3 espèces de blé anciennes qui bousculent les blés modernes


 

Le blé moderne bénéficie surtout aux céréaliers, moins aux consommateurs. Il va reculer au profit des espèces anciennes.

Avec la vogue pour les produits bio, naturels, et celle du sans gluten, le moment est propice à la réapparition de variétés anciennes de blé selon des chercheurs qui signent un article récent dansTrends in Plant Science. Cela est particulièrement vrai aux États-Unis et en Europe, où les conservateurs recherchent de la diversité et ont les moyens de la payer un peu plus cher.

Aujourd’hui, la plupart des agriculteurs cultivent une seule sous-espèce de blé panifiable – Triticum aestivum – dont l’ancêtre est apparu il y a plus de 10000 ans au Moyen-Orient. Mais certains humains avaient commencé à consommer d’autres variétés bien plus tôt. On pense que l’engrain ou petit épeautre (Triticum monococcum) est apparu sur Terre il y a 5 à 7 millions d’années. Une autre espèce,l’amidonnier ou moyen épeautre (Triticum turgidum), a émergé il y a environ 400000 ans, également dans le Croissant Fertile. Ces blés sont certes consommés régulièrement par un petit nombre d’amateurs mais on ne les rencontre encore que marginalement dans les pains du commerce.

Contrairement aux blés anciens, l’enveloppe du blé panifiable moderne est aisément éliminée, ce qui facilite sa transformation en farine. En plus, la « révolution verte » du milieu du 20ème siècle a conduit, par des sélections génétiques à des variétés de blé plus courtes et plus rigides, au rendement important, qui se prêtent mieux aux récoltes et résistent aux maladies. Le rendement du blé moderne est 3 fois plus élevé que celui des variétés anciennes. Bien pour les producteurs, moins bien pour les consommateurs : ce blé « modifié » serait moins bien toléré, voire à l’origine de problèmes de santé, comme le souligne Julien Venesson dans « Gluten, comment le blé moderne nous intoxique. »

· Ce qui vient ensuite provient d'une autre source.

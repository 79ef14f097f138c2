//! Contact form: inline validation and a single POST on submit.

use wasm_bindgen::JsCast;
use wasm_bindgen_futures::JsFuture;
use web_sys::{Document, Element, HtmlElement, HtmlFormElement};

use crate::dom;
use crate::error::{PageError, Result};
use crate::validation::{FieldError, FormField};

const FIELD_NORMAL_CLASSES: &[&str] = &[
    "border-kemet-charcoal",
    "focus:ring-kemet-gold",
    "dark:border-dark-border",
    "dark:focus:ring-dark-accent",
];
const FIELD_ERROR_CLASSES: &[&str] = &["border-red-500", "focus:ring-red-500"];
const FIELD_ERROR_MESSAGE_CLASS: &str = "text-red-600 text-sm mt-1 font-medium";

/// Status line shown under the form.
#[derive(Debug, Clone, Copy, PartialEq, Eq)]
pub enum FormStatus {
    Invalid,
    Sending,
    Sent,
    Failed,
}

impl FormStatus {
    pub fn message(self) -> &'static str {
        match self {
            FormStatus::Invalid => "Please correct the errors above and try again.",
            FormStatus::Sending => "Sending your message...",
            FormStatus::Sent => "Thank you for your message! I'll get back to you soon.",
            FormStatus::Failed => {
                "Sorry, there was a problem sending your message. Please try again later."
            }
        }
    }

    pub fn class_name(self) -> &'static str {
        match self {
            FormStatus::Invalid | FormStatus::Failed => "text-center mt-4 text-red-600 font-medium",
            FormStatus::Sending => "text-center mt-4 text-kemet-blue font-medium",
            FormStatus::Sent => "text-center mt-4 text-kemet-green font-medium",
        }
    }
}

/// Named field values captured from the form at submit time.
#[derive(Debug, Clone, Default, PartialEq)]
pub struct ContactSubmission {
    fields: Vec<(String, String)>,
}

impl ContactSubmission {
    pub fn new() -> Self {
        Self::default()
    }

    pub fn with_field(mut self, name: impl Into<String>, value: impl Into<String>) -> Self {
        self.fields.push((name.into(), value.into()));
        self
    }

    pub fn value(&self, name: &str) -> Option<&str> {
        self.fields
            .iter()
            .find(|(n, _)| n == name)
            .map(|(_, v)| v.as_str())
    }

    /// Run every field rule; all fields are checked so every error can be shown.
    pub fn validate(&self) -> Vec<(FormField, std::result::Result<(), FieldError>)> {
        FormField::ALL
            .into_iter()
            .map(|field| (field, field.validate(self.value(field.name()).unwrap_or(""))))
            .collect()
    }

    /// `application/x-www-form-urlencoded` body.
    pub fn encode(&self) -> Result<String> {
        Ok(serde_urlencoded::to_string(&self.fields)?)
    }
}

/// Sends the encoded form. `Ok` only for an HTTP-OK response.
#[allow(async_fn_in_trait)]
pub trait FormTransport {
    async fn post_form(&self, endpoint: &str, body: String) -> Result<()>;
}

/// What the submission flow shows to the user.
pub trait FormView {
    fn show_status(&self, status: FormStatus);
    fn show_field_error(&self, field: FormField, error: FieldError);
    fn clear_field_error(&self, field: FormField);
    fn reset(&self);
}

/// Validate, then make exactly one POST if everything passed.
///
/// Returns the final status shown.
pub async fn submit_contact_form<T, V>(
    transport: &T,
    view: &V,
    endpoint: &str,
    submission: &ContactSubmission,
) -> FormStatus
where
    T: FormTransport,
    V: FormView,
{
    let mut valid = true;
    for (field, outcome) in submission.validate() {
        view.clear_field_error(field);
        if let Err(error) = outcome {
            view.show_field_error(field, error);
            valid = false;
        }
    }
    if !valid {
        view.show_status(FormStatus::Invalid);
        return FormStatus::Invalid;
    }

    view.show_status(FormStatus::Sending);

    let sent = match submission.encode() {
        Ok(body) => transport.post_form(endpoint, body).await,
        Err(e) => Err(e),
    };

    match sent {
        Ok(()) => {
            tracing::info!("contact form sent");
            view.show_status(FormStatus::Sent);
            view.reset();
            for field in FormField::ALL {
                view.clear_field_error(field);
            }
            FormStatus::Sent
        }
        Err(e) => {
            tracing::warn!("contact form submission failed: {e}");
            view.show_status(FormStatus::Failed);
            FormStatus::Failed
        }
    }
}

/// `fetch` POST with form-encoded body and a JSON `Accept` header.
#[derive(Debug, Default, Clone, Copy)]
pub struct FetchTransport;

impl FormTransport for FetchTransport {
    async fn post_form(&self, endpoint: &str, body: String) -> Result<()> {
        let headers = web_sys::Headers::new()?;
        headers.set("Accept", "application/json")?;
        headers.set("Content-Type", "application/x-www-form-urlencoded")?;

        let init = web_sys::RequestInit::new();
        init.set_method("POST");
        init.set_headers(&headers);
        init.set_body(&body.into());

        let request = web_sys::Request::new_with_str_and_init(endpoint, &init)?;
        let response = JsFuture::from(dom::window()?.fetch_with_request(&request)).await?;
        let response: web_sys::Response = response.dyn_into()?;
        if !response.ok() {
            return Err(PageError::Http(response.status()));
        }
        Ok(())
    }
}

/// Renders form state into the page.
#[derive(Clone)]
pub struct DomFormView {
    document: Document,
    form: HtmlFormElement,
    status: Option<Element>,
}

impl DomFormView {
    pub fn new(document: &Document, form: HtmlFormElement) -> Self {
        Self {
            document: document.clone(),
            status: document.get_element_by_id("form-status"),
            form,
        }
    }

    fn field_element(&self, field: FormField) -> Option<Element> {
        self.document.get_element_by_id(field.name())
    }

    /// The form's entry list, as `new FormData(form)` builds it: buttons,
    /// unchecked boxes and disabled controls are left out. File entries are
    /// skipped.
    pub fn capture(&self) -> Result<ContactSubmission> {
        let data = web_sys::FormData::new_with_form(&self.form)?;
        let mut submission = ContactSubmission::new();
        let Some(entries) = js_sys::try_iter(&data)? else {
            return Ok(submission);
        };
        for entry in entries {
            let pair: js_sys::Array = entry?.dyn_into()?;
            let (Some(name), Some(value)) = (pair.get(0).as_string(), pair.get(1).as_string())
            else {
                continue;
            };
            submission = submission.with_field(name, value);
        }
        Ok(submission)
    }
}

impl FormView for DomFormView {
    fn show_status(&self, status: FormStatus) {
        if let Some(el) = &self.status {
            el.set_text_content(Some(status.message()));
            el.set_class_name(status.class_name());
        }
    }

    fn show_field_error(&self, field: FormField, error: FieldError) {
        if let Some(el) = self.field_element(field) {
            if let Err(e) = show_field_error(&self.document, &el, &error.to_string()) {
                tracing::warn!("failed to show error for {}: {e}", field.name());
            }
        }
    }

    fn clear_field_error(&self, field: FormField) {
        if let Some(el) = self.field_element(field) {
            if let Err(e) = clear_field_error(&self.document, &el) {
                tracing::warn!("failed to clear error for {}: {e}", field.name());
            }
        }
    }

    fn reset(&self) {
        self.form.reset();
    }
}

fn error_id(field: &Element) -> String {
    format!("error-{}", field.id())
}

/// Mark `field` invalid and add its message below it (at most once).
pub fn show_field_error(document: &Document, field: &Element, message: &str) -> Result<()> {
    dom::add_classes(field, FIELD_ERROR_CLASSES)?;
    dom::remove_classes(field, FIELD_NORMAL_CLASSES)?;

    let Some(container) = field.parent_element() else {
        return Ok(());
    };
    let id = error_id(field);
    if container.query_selector(&format!("#{id}"))?.is_some() {
        return Ok(());
    }
    let error_div = document.create_element("div")?;
    error_div.set_class_name(FIELD_ERROR_MESSAGE_CLASS);
    error_div.set_text_content(Some(message));
    error_div.set_id(&id);
    container.append_child(&error_div)?;
    Ok(())
}

pub fn clear_field_error(document: &Document, field: &Element) -> Result<()> {
    dom::remove_classes(field, FIELD_ERROR_CLASSES)?;
    dom::add_classes(field, FIELD_NORMAL_CLASSES)?;
    if let Some(error_div) = document.get_element_by_id(&error_id(field)) {
        error_div.remove();
    }
    Ok(())
}

/// Validate one field in place, showing or clearing its inline error.
pub fn validate_element(document: &Document, field: &Element) -> Result<bool> {
    clear_field_error(document, field)?;
    let name = field.get_attribute("name").unwrap_or_default();
    match crate::validation::validate_field(&name, &dom::control_value(field)) {
        Ok(()) => Ok(true),
        Err(error) => {
            show_field_error(document, field, &error.to_string())?;
            Ok(false)
        }
    }
}

/// Wire `#contact-form`: blur validates, input clears, submit posts.
pub fn setup_contact_form(document: &Document) -> Result<()> {
    let Some(form) = document
        .get_element_by_id("contact-form")
        .and_then(|el| el.dyn_into::<HtmlFormElement>().ok())
    else {
        return Ok(());
    };

    for field in FormField::ALL {
        let Some(el) = dom::html_by_id(document, field.name()) else {
            continue;
        };
        let blur_doc = document.clone();
        let blur_el = el.clone();
        dom::on(&el, "blur", move |_| {
            if let Err(e) = validate_element(&blur_doc, &blur_el) {
                tracing::warn!("field validation failed: {e}");
            }
        })?;
        let input_doc = document.clone();
        let input_el: HtmlElement = el.clone();
        dom::on(&el, "input", move |_| {
            if let Err(e) = clear_field_error(&input_doc, &input_el) {
                tracing::warn!("clearing field error failed: {e}");
            }
        })?;
    }

    let view = DomFormView::new(document, form.clone());
    dom::on(&form, "submit", move |event| {
        event.prevent_default();
        let submission = match view.capture() {
            Ok(s) => s,
            Err(e) => {
                tracing::warn!("could not read contact form: {e}");
                view.show_status(FormStatus::Failed);
                return;
            }
        };
        let view = view.clone();
        wasm_bindgen_futures::spawn_local(async move {
            let endpoint = view.form.action();
            submit_contact_form(&FetchTransport, &view, &endpoint, &submission).await;
        });
    })
}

Les spécialistes pensent aujourd’hui que les espèces anciennes ne vont pas balayer les blés modernes, mais elles vont connaître une forte progression. Il y a plusieurs raisons à cela. D’abord les saveurs, plus subtiles : par exemple, l’engrain a un léger goût de noisette. Et engrain et amidonnier contiennent des taux bien plus élevés de nutriments intéressants comme les caroténoïdes.

Certaines espèces pourraient aussi avoir des avantages chez les personnes sensibles au gluten. L’amidonnier contient moins de gluten que le blé moderne, et l’engrain encore moins. Ces variétés anciennes sont aussi plus résistantes aux maladies, nécessitant peu ou pas de traitement antifongique.

Reste aux agriculteurs à identifier les bonnes semences et aux meuniers et aux boulangers à se familiariser avec de nouvelles pratiques de pétrissage et de cuisson. Adieu, par exemple, le pétrissage intensif. L’exemple de la réintroduction dans les années 1970 en Allemagne de l’épeautre ou « grand épeautre » (Triticum spelta) appelé aussi « blé des Gaulois » montre que les pratiques de panification peuvent et doivent changer. L’épeautre est réapparu d’abord dans les milieux sensibles au bio, avant de gagner  la population générale. Aujourd’hui, il représente en Allemagne un marché de 1 milliard d’euros annuels, avec une croissance de 5%.